In 2020, cloud stocks jumped as the speedy and unexpected transition to remote work forced companies to adapt to the new reality. From Zoom for video chat and Twilio for text communications, large companies made enterprise-wide purchases of new technologies. The situation started to change in 2021.
Investors started to sell tech stocks and this process created serious problems for cloud companies. While the Dow Jones Industrial Average was trading just below a record as of May 10, an index of cloud-computing companies fell to its lowest level in six months. The WisdomTree Cloud Computing Fund, consisting of 56 stocks, declined 2.4%.
The tech sell-off started several months ago, more precisely in February. The process has picked up steam in the last couple of weeks. The main topic of the market rotation is the rising interest rates, which traditionally hurt high-growth companies. There are other factors as well, such as a move into stocks that tend to outperform in periods of inflation.

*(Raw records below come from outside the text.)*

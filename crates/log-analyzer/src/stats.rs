//! 통계 데이터 모델
//!
//! [`LogStatistics`]는 한 번의 분석 실행에서 누적되는 집계입니다.
//! 모든 카운터는 단순 가산형이고 응답 시간은 추가 전용 시퀀스이므로
//! 부분 집계 두 개를 [`LogStatistics::merge`]로 합칠 수 있습니다.

use std::collections::{BTreeMap, HashMap};

use serde::Serialize;
use serde::ser::SerializeMap;

use crate::level::LogLevel;

/// 레벨별 카운트 (키 고정)
#[derive(Debug, Clone, Copy, Default, PartialEq, Eq, Serialize)]
#[serde(rename_all = "UPPERCASE")]
pub struct LevelCounts {
    pub error: u64,
    pub warn: u64,
    pub info: u64,
    pub debug: u64,
}

impl LevelCounts {
    /// 해당 레벨 카운트를 1 증가시킵니다.
    pub fn increment(&mut self, level: LogLevel) {
        *self.slot_mut(level) += 1;
    }

    /// 해당 레벨의 카운트를 반환합니다.
    pub fn get(&self, level: LogLevel) -> u64 {
        match level {
            LogLevel::Error => self.error,
            LogLevel::Warn => self.warn,
            LogLevel::Info => self.info,
            LogLevel::Debug => self.debug,
        }
    }

    /// 레벨이 부여된 라인 수의 합을 반환합니다.
    pub fn total(&self) -> u64 {
        self.error + self.warn + self.info + self.debug
    }

    fn slot_mut(&mut self, level: LogLevel) -> &mut u64 {
        match level {
            LogLevel::Error => &mut self.error,
            LogLevel::Warn => &mut self.warn,
            LogLevel::Info => &mut self.info,
            LogLevel::Debug => &mut self.debug,
        }
    }

    fn merge(&mut self, other: &LevelCounts) {
        self.error += other.error;
        self.warn += other.warn;
        self.info += other.info;
        self.debug += other.debug;
    }
}

/// 처음 등장한 순서를 보존하는 문자열 카운터
///
/// 동률 정렬 결과가 첫 등장 순서를 따라야 하므로 해시맵 단독이 아니라
/// (라벨, 카운트) 벡터와 인덱스 맵을 함께 유지합니다.
#[derive(Debug, Clone, Default, PartialEq, Eq)]
pub struct OrderedCounter {
    entries: Vec<(String, u64)>,
    index: HashMap<String, usize>,
}

impl OrderedCounter {
    /// 빈 카운터를 생성합니다.
    pub fn new() -> Self {
        Self::default()
    }

    /// 라벨 카운트를 1 증가시킵니다.
    pub fn increment(&mut self, label: &str) {
        self.add(label, 1);
    }

    /// 라벨 카운트를 `n`만큼 증가시킵니다. 처음 보는 라벨은 끝에 추가됩니다.
    pub fn add(&mut self, label: &str, n: u64) {
        match self.index.get(label) {
            Some(&idx) => self.entries[idx].1 += n,
            None => {
                self.index.insert(label.to_owned(), self.entries.len());
                self.entries.push((label.to_owned(), n));
            }
        }
    }

    /// 라벨의 카운트를 반환합니다 (없으면 0).
    pub fn get(&self, label: &str) -> u64 {
        self.index
            .get(label)
            .map(|&idx| self.entries[idx].1)
            .unwrap_or(0)
    }

    /// 서로 다른 라벨 수를 반환합니다.
    pub fn len(&self) -> usize {
        self.entries.len()
    }

    /// 라벨이 하나도 없는지 확인합니다.
    pub fn is_empty(&self) -> bool {
        self.entries.is_empty()
    }

    /// 첫 등장 순서로 (라벨, 카운트)를 순회합니다.
    pub fn iter(&self) -> impl Iterator<Item = (&str, u64)> {
        self.entries.iter().map(|(label, count)| (label.as_str(), *count))
    }

    /// 카운트 내림차순으로 정렬합니다. 동률이면 첫 등장 순서를 유지합니다 (안정 정렬).
    pub fn sorted_by_count(&self) -> Vec<(&str, u64)> {
        let mut sorted: Vec<_> = self.iter().collect();
        sorted.sort_by(|a, b| b.1.cmp(&a.1));
        sorted
    }

    /// 카운트 상위 `n`개를 반환합니다.
    pub fn most_common(&self, n: usize) -> Vec<(&str, u64)> {
        let mut sorted = self.sorted_by_count();
        sorted.truncate(n);
        sorted
    }

    /// 다른 카운터를 합칩니다. 새 라벨은 `other`의 등장 순서대로 뒤에 붙습니다.
    pub fn merge(&mut self, other: &OrderedCounter) {
        for (label, count) in other.iter() {
            self.add(label, count);
        }
    }
}

impl Serialize for OrderedCounter {
    fn serialize<S: serde::Serializer>(&self, serializer: S) -> Result<S::Ok, S::Error> {
        let mut map = serializer.serialize_map(Some(self.entries.len()))?;
        for (label, count) in &self.entries {
            map.serialize_entry(label, count)?;
        }
        map.end()
    }
}

/// 응답 시간 요약 통계
#[derive(Debug, Clone, PartialEq, Serialize)]
#[serde(rename_all = "camelCase")]
pub struct ResponseTimeStats {
    /// 산술 평균 (밀리초)
    pub mean: f64,
    /// 최댓값
    pub max: u64,
    /// 최솟값
    pub min: u64,
    /// 기준값을 초과한 요청 수
    pub slow_count: usize,
}

impl ResponseTimeStats {
    /// 응답 시간 목록에서 요약을 계산합니다. 목록이 비어 있으면 `None`.
    pub fn compute(times: &[u64], slow_threshold_ms: u64) -> Option<Self> {
        let max = *times.iter().max()?;
        let min = *times.iter().min()?;
        let sum: u128 = times.iter().map(|&t| u128::from(t)).sum();
        let mean = sum as f64 / times.len() as f64;
        let slow_count = times.iter().filter(|&&t| t > slow_threshold_ms).count();
        Some(Self {
            mean,
            max,
            min,
            slow_count,
        })
    }
}

/// 로그 분석 집계
#[derive(Debug, Clone, Default, PartialEq, Serialize)]
#[serde(rename_all = "camelCase")]
pub struct LogStatistics {
    /// 처리한 전체 라인 수
    pub total_lines: u64,
    /// 레벨별 카운트
    pub level_counts: LevelCounts,
    /// API 호출 카운트
    pub api_call_counts: OrderedCounter,
    /// 사용자 액션 카운트
    pub user_action_counts: OrderedCounter,
    /// 에러 패턴 카운트
    pub error_pattern_counts: OrderedCounter,
    /// 응답 시간 (등장 순서)
    pub response_times: Vec<u64>,
    /// 시간대별 카운트
    pub hourly_counts: BTreeMap<u8, u64>,
}

impl LogStatistics {
    /// 빈 집계를 생성합니다.
    pub fn new() -> Self {
        Self::default()
    }

    /// ERROR 비율(%)을 반환합니다. 라인이 없으면 `None`.
    pub fn error_rate(&self) -> Option<f64> {
        if self.total_lines == 0 {
            return None;
        }
        Some(self.level_counts.error as f64 / self.total_lines as f64 * 100.0)
    }

    /// 응답 시간 요약을 계산합니다.
    pub fn response_time_stats(&self, slow_threshold_ms: u64) -> Option<ResponseTimeStats> {
        ResponseTimeStats::compute(&self.response_times, slow_threshold_ms)
    }

    /// 다른 부분 집계를 합칩니다.
    ///
    /// 카운트는 합산하고 응답 시간은 `self` 뒤에 `other`를 이어 붙입니다.
    pub fn merge(&mut self, other: &LogStatistics) {
        self.total_lines += other.total_lines;
        self.level_counts.merge(&other.level_counts);
        self.api_call_counts.merge(&other.api_call_counts);
        self.user_action_counts.merge(&other.user_action_counts);
        self.error_pattern_counts.merge(&other.error_pattern_counts);
        self.response_times.extend_from_slice(&other.response_times);
        for (&hour, &count) in &other.hourly_counts {
            *self.hourly_counts.entry(hour).or_insert(0) += count;
        }
    }
}
#![doc = include_str!("../README.md")]
//!
//! # 모듈 구성
//!
//! - [`level`]: 라인 분류기 (ERROR/WARN/INFO/DEBUG, 우선순위 순서)
//! - [`extract`]: 필드 추출기 (API 호출, 사용자 액션, 응답 시간, 시간대)
//! - [`error_pattern`]: ERROR 라인의 첫 매칭 에러 패턴 분류
//! - [`stats`]: 집계 데이터 모델 (병합 가능한 가산 카운터)
//! - [`aggregator`]: 라인 단위 결과를 집계에 누적
//! - [`report`]: 텍스트 리포트 및 구조화 요약
//! - [`source`]: 입력 소스 (파일, 표준 입력)
//! - [`analyzer`]: 스트리밍 분석 드라이버 (취소 지원)
//! - [`config`]: 분석기 설정
//! - [`error`]: 도메인 에러 타입
//!
//! # 아키텍처
//!
//! ```text
//! LogSource -> LineClassifier -> ErrorPatternMatcher -> ExtractorSet -> StatisticsAggregator -> ReportRenderer
//!                  |                  |                     |                  |
//!             level tokens      ERROR only, 1st match   API/action/ms/hour  LogStatistics
//! ```

pub mod aggregator;
pub mod analyzer;
pub mod config;
pub mod error;
pub mod error_pattern;
pub mod extract;
pub mod level;
pub mod report;
pub mod source;
pub mod stats;

// --- 주요 타입 re-export ---

// 드라이버
pub use analyzer::{AnalysisOutcome, LogAnalyzer};
pub use source::LogSource;

// 설정
pub use config::{AnalyzerConfig, AnalyzerConfigBuilder};

// 에러
pub use error::LogAnalyzerError;

// 분류/추출
pub use error_pattern::ErrorPatternMatcher;
pub use extract::{Extraction, ExtractorSet, FieldExtractor};
pub use level::{LineClassifier, LogLevel};

// 집계
pub use aggregator::StatisticsAggregator;
pub use stats::{LevelCounts, LogStatistics, OrderedCounter, ResponseTimeStats};

// 리포트
pub use report::{ReportRenderer, StatisticsSummary};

For the year, the cloud index fell 15%, compared with Dow’s 14% gain. Also, the Nasdaq Composite rose 4%.
Global X said its cloud-computing ETF fund flows increased by $600 million in 2020. Its cloud-computing ETF fund fell by $112 million this year through April.
Analysts attributed the stock declines to the second-quarter forecasts, which were weaker than some people expected.
ServiceNow declined 15% this year as of May 10, and Twilio fell 13%. The cloud stock with the steepest decline this year is Fastly, as it lost more than half of its value. Fastly, which speeds content delivery to websites, also reported a disappointing forecast last week.
Other big decliners in 2021 are cloud database vendor Snowflake and Coupa, a provider of spend management software. Both stocks fell by more than 30% this year and still have among the highest price-to-sales ratios in the cloud index.